▸ **GOAL OF THE EXERCISE**
Each line containing the word "LocationQuery" must be copied from the material below.

▸ **RECORD EXTRACTS**
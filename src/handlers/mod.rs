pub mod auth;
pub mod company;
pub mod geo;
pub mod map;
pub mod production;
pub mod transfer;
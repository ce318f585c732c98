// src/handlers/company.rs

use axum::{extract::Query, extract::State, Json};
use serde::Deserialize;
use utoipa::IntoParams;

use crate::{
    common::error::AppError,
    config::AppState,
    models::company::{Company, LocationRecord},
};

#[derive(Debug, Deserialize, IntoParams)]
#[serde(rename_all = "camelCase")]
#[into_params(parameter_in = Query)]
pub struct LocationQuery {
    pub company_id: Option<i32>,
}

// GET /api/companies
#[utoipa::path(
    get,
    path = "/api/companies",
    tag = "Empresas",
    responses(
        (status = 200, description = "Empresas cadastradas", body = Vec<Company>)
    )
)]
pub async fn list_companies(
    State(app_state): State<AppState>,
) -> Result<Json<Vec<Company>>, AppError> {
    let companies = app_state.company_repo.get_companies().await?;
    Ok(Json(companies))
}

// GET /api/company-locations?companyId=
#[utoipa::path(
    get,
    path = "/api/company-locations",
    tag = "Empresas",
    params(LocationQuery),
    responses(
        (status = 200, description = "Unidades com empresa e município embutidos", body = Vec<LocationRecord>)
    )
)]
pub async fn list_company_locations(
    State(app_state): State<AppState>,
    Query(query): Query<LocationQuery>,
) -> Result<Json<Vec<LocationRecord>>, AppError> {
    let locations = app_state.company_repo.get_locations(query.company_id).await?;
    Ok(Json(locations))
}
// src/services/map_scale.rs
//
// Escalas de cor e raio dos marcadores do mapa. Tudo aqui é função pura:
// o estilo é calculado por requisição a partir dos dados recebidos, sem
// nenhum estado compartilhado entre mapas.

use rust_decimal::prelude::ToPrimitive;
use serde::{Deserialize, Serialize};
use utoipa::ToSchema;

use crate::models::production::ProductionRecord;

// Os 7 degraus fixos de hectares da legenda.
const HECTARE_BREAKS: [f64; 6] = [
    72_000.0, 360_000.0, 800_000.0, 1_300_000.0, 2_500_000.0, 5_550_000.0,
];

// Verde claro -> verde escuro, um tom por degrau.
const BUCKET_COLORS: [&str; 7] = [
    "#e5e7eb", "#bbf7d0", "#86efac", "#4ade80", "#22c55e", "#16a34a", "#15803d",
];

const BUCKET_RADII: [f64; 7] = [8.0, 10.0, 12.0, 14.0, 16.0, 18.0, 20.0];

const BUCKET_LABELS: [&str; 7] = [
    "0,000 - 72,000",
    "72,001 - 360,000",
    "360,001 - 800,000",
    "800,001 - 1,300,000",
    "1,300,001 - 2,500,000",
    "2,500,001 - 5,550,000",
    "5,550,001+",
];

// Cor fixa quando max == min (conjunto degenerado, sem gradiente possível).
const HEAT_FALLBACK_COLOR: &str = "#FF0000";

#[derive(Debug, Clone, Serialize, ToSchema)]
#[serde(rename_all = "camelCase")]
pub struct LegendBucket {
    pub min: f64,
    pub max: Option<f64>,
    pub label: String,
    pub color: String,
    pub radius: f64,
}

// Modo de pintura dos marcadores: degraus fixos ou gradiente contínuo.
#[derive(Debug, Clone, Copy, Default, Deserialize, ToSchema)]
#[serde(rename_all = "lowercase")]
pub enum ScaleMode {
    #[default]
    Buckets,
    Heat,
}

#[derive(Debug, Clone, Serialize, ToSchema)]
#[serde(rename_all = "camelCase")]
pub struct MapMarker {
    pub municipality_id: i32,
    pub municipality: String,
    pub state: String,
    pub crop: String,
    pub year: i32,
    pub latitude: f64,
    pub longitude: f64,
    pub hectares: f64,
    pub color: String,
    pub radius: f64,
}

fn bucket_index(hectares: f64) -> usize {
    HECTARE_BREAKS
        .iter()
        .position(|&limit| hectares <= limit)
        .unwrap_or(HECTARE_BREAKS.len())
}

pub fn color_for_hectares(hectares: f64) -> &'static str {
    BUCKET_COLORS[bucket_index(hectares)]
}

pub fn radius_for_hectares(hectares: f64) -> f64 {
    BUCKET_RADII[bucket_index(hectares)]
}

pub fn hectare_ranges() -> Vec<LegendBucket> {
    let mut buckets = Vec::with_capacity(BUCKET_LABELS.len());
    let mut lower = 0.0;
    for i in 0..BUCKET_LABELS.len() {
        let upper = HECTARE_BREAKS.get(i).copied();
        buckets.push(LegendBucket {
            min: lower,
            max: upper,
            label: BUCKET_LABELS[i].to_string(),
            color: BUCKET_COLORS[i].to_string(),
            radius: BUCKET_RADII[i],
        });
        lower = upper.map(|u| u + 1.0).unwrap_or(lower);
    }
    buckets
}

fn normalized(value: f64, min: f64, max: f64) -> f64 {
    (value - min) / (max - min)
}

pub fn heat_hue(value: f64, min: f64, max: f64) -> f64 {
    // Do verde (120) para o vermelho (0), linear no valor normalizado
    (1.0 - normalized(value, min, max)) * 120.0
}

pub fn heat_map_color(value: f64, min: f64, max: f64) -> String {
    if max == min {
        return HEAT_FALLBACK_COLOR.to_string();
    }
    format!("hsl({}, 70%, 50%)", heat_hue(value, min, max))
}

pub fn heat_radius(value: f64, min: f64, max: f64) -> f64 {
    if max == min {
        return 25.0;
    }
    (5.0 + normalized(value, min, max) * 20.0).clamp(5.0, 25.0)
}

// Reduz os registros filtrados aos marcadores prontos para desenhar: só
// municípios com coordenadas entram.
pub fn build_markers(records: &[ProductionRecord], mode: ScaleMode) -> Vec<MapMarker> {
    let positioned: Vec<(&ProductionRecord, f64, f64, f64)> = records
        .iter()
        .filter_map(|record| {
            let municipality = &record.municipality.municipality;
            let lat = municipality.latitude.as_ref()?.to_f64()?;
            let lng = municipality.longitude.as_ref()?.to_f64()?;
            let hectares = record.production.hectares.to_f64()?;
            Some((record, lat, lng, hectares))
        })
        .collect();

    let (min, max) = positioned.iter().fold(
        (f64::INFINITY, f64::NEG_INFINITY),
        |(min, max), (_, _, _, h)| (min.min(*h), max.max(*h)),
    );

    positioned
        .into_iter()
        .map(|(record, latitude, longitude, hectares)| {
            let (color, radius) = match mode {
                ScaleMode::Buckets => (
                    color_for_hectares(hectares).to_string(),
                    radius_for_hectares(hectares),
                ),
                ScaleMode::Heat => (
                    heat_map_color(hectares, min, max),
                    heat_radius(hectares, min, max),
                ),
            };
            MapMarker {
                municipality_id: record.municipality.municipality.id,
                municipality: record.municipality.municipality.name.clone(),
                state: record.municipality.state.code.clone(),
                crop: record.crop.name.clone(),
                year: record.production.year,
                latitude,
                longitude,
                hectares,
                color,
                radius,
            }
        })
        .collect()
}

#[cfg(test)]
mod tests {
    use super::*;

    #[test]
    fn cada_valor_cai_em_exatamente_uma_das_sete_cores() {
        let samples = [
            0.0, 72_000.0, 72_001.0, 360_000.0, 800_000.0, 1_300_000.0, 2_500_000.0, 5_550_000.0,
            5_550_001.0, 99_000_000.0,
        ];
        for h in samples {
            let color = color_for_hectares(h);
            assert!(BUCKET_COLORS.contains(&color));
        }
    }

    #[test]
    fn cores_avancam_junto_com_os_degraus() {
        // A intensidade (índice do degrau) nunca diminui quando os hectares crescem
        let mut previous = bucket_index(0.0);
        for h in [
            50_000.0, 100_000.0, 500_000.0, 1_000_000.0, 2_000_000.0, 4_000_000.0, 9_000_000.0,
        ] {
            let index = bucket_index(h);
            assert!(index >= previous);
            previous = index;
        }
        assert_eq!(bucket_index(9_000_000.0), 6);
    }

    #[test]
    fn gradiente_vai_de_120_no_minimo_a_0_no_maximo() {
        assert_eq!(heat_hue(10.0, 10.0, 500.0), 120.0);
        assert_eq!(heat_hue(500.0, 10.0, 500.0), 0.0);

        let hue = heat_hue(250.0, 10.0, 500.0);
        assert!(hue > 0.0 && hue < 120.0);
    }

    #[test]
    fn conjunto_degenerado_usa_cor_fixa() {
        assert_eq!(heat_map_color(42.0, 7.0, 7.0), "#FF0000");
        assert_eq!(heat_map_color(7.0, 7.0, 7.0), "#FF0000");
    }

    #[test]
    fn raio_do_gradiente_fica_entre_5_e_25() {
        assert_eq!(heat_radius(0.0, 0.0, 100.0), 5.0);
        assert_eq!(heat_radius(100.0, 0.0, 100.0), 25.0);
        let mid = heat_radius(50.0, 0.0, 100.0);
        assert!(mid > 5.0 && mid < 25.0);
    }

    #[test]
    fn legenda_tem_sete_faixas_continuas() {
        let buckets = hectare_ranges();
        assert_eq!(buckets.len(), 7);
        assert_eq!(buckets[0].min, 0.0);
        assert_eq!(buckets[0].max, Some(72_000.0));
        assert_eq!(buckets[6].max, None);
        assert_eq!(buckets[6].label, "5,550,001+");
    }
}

---

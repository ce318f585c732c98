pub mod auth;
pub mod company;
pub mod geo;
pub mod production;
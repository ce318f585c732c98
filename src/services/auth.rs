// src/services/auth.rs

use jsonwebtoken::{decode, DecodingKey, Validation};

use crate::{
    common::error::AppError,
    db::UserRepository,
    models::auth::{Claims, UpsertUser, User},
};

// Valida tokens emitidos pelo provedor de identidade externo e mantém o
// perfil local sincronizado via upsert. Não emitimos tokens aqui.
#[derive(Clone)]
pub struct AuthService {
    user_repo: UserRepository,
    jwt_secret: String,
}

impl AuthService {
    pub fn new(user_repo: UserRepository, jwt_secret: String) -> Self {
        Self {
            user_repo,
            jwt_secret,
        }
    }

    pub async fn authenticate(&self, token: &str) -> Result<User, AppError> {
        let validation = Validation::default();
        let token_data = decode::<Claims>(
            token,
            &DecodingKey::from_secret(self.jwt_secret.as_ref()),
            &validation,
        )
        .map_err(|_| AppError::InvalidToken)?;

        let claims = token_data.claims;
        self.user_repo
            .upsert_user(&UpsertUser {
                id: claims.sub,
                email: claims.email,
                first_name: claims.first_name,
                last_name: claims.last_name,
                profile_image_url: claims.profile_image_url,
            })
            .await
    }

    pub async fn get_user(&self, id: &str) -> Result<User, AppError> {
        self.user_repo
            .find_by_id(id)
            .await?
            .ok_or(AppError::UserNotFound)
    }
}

* * *

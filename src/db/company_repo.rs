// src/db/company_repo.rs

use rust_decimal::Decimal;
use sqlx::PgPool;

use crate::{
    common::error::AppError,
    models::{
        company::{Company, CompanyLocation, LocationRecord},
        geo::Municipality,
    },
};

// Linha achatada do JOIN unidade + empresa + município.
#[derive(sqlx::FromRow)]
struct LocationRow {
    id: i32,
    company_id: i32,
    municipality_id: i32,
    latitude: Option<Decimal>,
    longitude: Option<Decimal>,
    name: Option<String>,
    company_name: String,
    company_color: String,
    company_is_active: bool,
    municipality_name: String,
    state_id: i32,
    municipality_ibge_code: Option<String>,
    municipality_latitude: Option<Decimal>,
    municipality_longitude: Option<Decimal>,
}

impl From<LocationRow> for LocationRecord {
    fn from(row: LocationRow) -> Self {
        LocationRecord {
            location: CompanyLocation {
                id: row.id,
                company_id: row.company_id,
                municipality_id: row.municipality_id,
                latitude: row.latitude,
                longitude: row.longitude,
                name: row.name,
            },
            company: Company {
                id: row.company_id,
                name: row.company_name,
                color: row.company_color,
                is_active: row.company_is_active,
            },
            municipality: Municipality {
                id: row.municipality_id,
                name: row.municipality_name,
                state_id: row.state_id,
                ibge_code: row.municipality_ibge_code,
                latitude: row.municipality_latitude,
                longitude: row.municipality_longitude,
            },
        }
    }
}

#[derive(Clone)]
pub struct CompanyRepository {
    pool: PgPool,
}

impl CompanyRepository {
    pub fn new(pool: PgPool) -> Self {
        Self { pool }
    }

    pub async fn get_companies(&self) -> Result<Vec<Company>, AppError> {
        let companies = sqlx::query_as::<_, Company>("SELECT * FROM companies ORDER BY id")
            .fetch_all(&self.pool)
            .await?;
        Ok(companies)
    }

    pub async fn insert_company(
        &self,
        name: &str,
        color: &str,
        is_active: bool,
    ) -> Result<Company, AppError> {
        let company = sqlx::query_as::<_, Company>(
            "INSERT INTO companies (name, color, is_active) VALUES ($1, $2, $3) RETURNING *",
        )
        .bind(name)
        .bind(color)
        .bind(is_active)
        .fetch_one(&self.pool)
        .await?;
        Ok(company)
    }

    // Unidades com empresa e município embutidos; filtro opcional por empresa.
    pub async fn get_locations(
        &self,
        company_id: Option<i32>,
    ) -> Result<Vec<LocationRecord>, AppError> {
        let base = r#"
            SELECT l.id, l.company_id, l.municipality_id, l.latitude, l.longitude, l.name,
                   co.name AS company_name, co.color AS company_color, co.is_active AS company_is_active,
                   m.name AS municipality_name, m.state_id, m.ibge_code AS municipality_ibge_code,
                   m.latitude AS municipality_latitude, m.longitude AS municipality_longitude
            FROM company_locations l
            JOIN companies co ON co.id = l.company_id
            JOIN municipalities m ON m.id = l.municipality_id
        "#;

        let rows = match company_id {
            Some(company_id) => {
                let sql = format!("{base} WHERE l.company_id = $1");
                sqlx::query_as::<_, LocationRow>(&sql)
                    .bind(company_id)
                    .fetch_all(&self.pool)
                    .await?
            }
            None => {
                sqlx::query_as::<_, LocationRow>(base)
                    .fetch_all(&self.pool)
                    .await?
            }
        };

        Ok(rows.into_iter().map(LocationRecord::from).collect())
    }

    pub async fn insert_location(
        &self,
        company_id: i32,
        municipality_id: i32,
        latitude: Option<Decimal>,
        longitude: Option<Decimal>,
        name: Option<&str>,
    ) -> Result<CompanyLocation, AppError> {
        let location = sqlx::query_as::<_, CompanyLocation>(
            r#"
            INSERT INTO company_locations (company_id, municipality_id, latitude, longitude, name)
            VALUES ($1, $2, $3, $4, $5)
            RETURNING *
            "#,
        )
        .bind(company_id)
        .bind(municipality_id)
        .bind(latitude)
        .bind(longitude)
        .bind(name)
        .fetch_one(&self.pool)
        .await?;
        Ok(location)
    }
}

▸ **ANSWER**
pub struct LocationQuery {
    params(LocationQuery),
    Query(query): Query<LocationQuery>,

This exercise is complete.